The appeal judgment is awaited with great interest and if the presiding judge did get it wrong it is very unfortunate that the stakeholders in Old Mutual had to suffer about a 20% loss in the value of the shares in the company.
Relevant contractual clauses
“24.1 This contract of employment may be terminated as follows:
24.1.1 By either party providing 6 (six) months’ notice to this effect, in writing, to the other party, subject to clause 24.3. Where such notice is provided:
126.96.36.199 The Employer may, at its sole discretion, elect whether the Executive should work during this period of notice. Notwithstanding this, the Employer shall pay the Executive for the 6 months’ notice irrespective of whether the Employer has required him to work or not.
188.8.131.52 Should the Executive give notice in terms of clause 24.1.1 and request that the Employer waive the notice period, the Employer may exercise its discretion in this regard. Should the Employer agree to such waiver, the Executive shall be paid only up to and including his last day of actual work.
24.1.2 Upon the Executive reaching the normal retirement age as determined by the Employer, or at an agreed earlier retirement age, at which point this Agreement shall terminate and the Executive shall commence retirement.
24.1.3 By the Employer on the basis of the grounds regarded as valid in the Labour Relations Act Number 66 of 1995, with or without the notice period as set out in clause 24.1.
24.1.4 For any other lawful and fair reason.”
Clause 25 is headed, Arbitration, and it reads:
25.1 “Pre-dismissal arbitration
25.1.1. Where allegations of misconduct or incapacity have been raised against the Executive, the Employer will be entitled, within its sole discretion, to decide whether or not to hold an internal disciplinary enquiry, or to proceed instead via the pre-dismissal arbitration procedure, contemplated in Section 188A of the Labour Relations Act number 66 of 1995, and subject to the Executive’s remuneration at the time being equal to or above that stipulated in section 6(3) of the Basic Conditions of Employment Act, the Executive hereby consents to such pre-dismissal arbitration in terms of section 188A of the Labour Relations Act.

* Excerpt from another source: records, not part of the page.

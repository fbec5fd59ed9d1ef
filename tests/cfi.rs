//! End-to-end tests against the public API.

use stackcfi::CfiResolver;
use stackcfi::ErrorKind;
use stackcfi::RuleSet;
use stackcfi::StackFrame;

use test_log::test;


/// Symbol data with the full zoo of record types around the CFI
/// records.
const SYM_DATA: &[u8] = b"MODULE Linux x86_64 5c6786ac5c6786ac5c6786ac5c6786ac0 test.bin
INFO CODE_ID 5c6786ac5c6786ac
FILE 0 src/main.c
FILE 1 src/util.c
INLINE_ORIGIN 0 inlined()
PUBLIC 900 0 _start
FUNC 1000 40 0 main
INLINE 0 10 0 0 1004 8
1000 4 10 0
1004 8 11 0
100c 34 12 0
STACK WIN 4 900 30 1 0 0 0 0 0 1 $T0 .raSearch = $eip $T0 ^ =
STACK CFI INIT 1000 40 .cfa: $rsp 8 + .ra: .cfa -8 + ^
STACK CFI 1004 .cfa: $rsp 16 +
STACK CFI 1008 .cfa: $rbp 16 + $rbp: .cfa -24 + ^
FUNC 2000 20 0 helper
2000 20 20 1
STACK CFI INIT 2000 20 .cfa: $rsp 8 + .ra: .cfa -8 + ^
";

fn frame(instruction: u64) -> StackFrame<'static> {
    StackFrame {
        instruction,
        module: "test.bin",
    }
}

fn lookup(resolver: &CfiResolver, instruction: u64) -> Option<RuleSet> {
    resolver.find_cfi_frame_info(&frame(instruction))
}


/// Walk through the lifetime of a lookup against a realistic symbol
/// file.
#[test]
fn resolve_frame_info() {
    let mut resolver = CfiResolver::new(false);
    let () = resolver
        .load_module("test.bin", 0x7f0000000000, SYM_DATA)
        .unwrap();
    assert!(resolver.has_module("test.bin"));
    assert!(!resolver.is_big_endian());

    // At the start of `main` only the initial rules apply.
    let rules = lookup(&resolver, 0x7f0000001000).unwrap();
    assert_eq!(rules.get(".cfa"), Some("$rsp 8 +"));
    assert_eq!(rules.get(".ra"), Some(".cfa -8 + ^"));
    assert_eq!(rules.get("$rbp"), None);

    // Once the second delta took effect, all three registers have
    // rules, with `.cfa` reflecting the latest delta.
    let rules = lookup(&resolver, 0x7f0000001023).unwrap();
    assert_eq!(rules.len(), 3);
    assert_eq!(rules.get(".cfa"), Some("$rbp 16 +"));
    assert_eq!(rules.get(".ra"), Some(".cfa -8 + ^"));
    assert_eq!(rules.get("$rbp"), Some(".cfa -24 + ^"));

    // `helper`'s range is unaffected by `main`'s deltas.
    let rules = lookup(&resolver, 0x7f0000002010).unwrap();
    assert_eq!(rules.get(".cfa"), Some("$rsp 8 +"));

    // The gap between the two ranges has no coverage.
    assert_eq!(lookup(&resolver, 0x7f0000001040), None);
    // Neither does `_start`, which only has a STACK WIN record.
    assert_eq!(lookup(&resolver, 0x7f0000000900), None);

    assert!(resolver.unload_module("test.bin"));
    assert_eq!(lookup(&resolver, 0x7f0000001000), None);
}

/// Check delta boundary behavior through the public API.
#[test]
fn resolve_at_delta_boundaries() {
    let mut resolver = CfiResolver::new(false);
    let () = resolver
        .load_module("test.bin", 0x7f0000000000, SYM_DATA)
        .unwrap();

    // One before the first delta.
    let rules = lookup(&resolver, 0x7f0000001003).unwrap();
    assert_eq!(rules.get(".cfa"), Some("$rsp 8 +"));
    // Exactly at the first delta.
    let rules = lookup(&resolver, 0x7f0000001004).unwrap();
    assert_eq!(rules.get(".cfa"), Some("$rsp 16 +"));
    // One before the second delta.
    let rules = lookup(&resolver, 0x7f0000001007).unwrap();
    assert_eq!(rules.get(".cfa"), Some("$rsp 16 +"));
    // The last byte of the range.
    let rules = lookup(&resolver, 0x7f000000103f).unwrap();
    assert_eq!(rules.get(".cfa"), Some("$rbp 16 +"));
}

/// Check that malformed rule text surfaces as an empty lookup result,
/// not as an error or a partial rule set.
#[test]
fn resolve_with_malformed_rule_text() {
    let sym_data = b"MODULE Linux x86_64 5c6786ac5c6786ac5c6786ac5c6786ac0 test.bin
STACK CFI INIT 1000 20 .cfa: $rsp 8 + .ra: .cfa -8 + ^
STACK CFI 1008 this is no rule set
STACK CFI INIT 2000 20 broken:
";
    let mut resolver = CfiResolver::new(false);
    let () = resolver
        .load_module("test.bin", 0x7f0000000000, sym_data)
        .unwrap();

    // Before the malformed delta everything is fine.
    assert!(lookup(&resolver, 0x7f0000001004).is_some());
    // At and after it, the lookup is void.
    assert_eq!(lookup(&resolver, 0x7f0000001008), None);
    assert_eq!(lookup(&resolver, 0x7f000000101f), None);
    // As is any lookup in the range with broken initial rules.
    assert_eq!(lookup(&resolver, 0x7f0000002000), None);
}

/// Check that module loading reports errors as expected.
#[test]
fn load_errors() {
    let mut resolver = CfiResolver::new(true);
    assert!(resolver.is_big_endian());

    let err = resolver
        .load_module("test.bin", 0x1000, b"definitely not symbol data\n")
        .unwrap_err();
    assert_eq!(err.kind(), ErrorKind::InvalidInput);
    // The error message names the module.
    assert!(err.to_string().contains("test.bin"), "{err}");

    let () = resolver.load_module("test.bin", 0x1000, SYM_DATA).unwrap();
    let err = resolver
        .load_module("test.bin", 0x2000, SYM_DATA)
        .unwrap_err();
    assert_eq!(err.kind(), ErrorKind::InvalidInput);
}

Clause· 25.2 is headed, ‘Arbitration by a private organisation‘, and it provides as follows:
“25.2.1 The Executive agrees that disputes, which would normally be referred to the CCMA for conciliation and then arbitration, may, in the sole discretion of the Employer, be referred to a private dispute resolution organisation for Arbitration. Alternatively such disputes may, in the sole discretion of the Employer, be referred for Arbitration to one or more specific Arbitrator/s for private dispute resolution. In these circumstances the parties must agree on the specific Arbitrator/s. The Employer will select 3 panellists from a nationally recognised panel of arbitrators. The Executive will choose one of the three to hear the dispute.
25.2.2 The Employer shall inform the Executive of its intention to invoke clause 25.2.1 where the Executive has referred a dispute to the CCMA for conciliation and deadlock has been reached.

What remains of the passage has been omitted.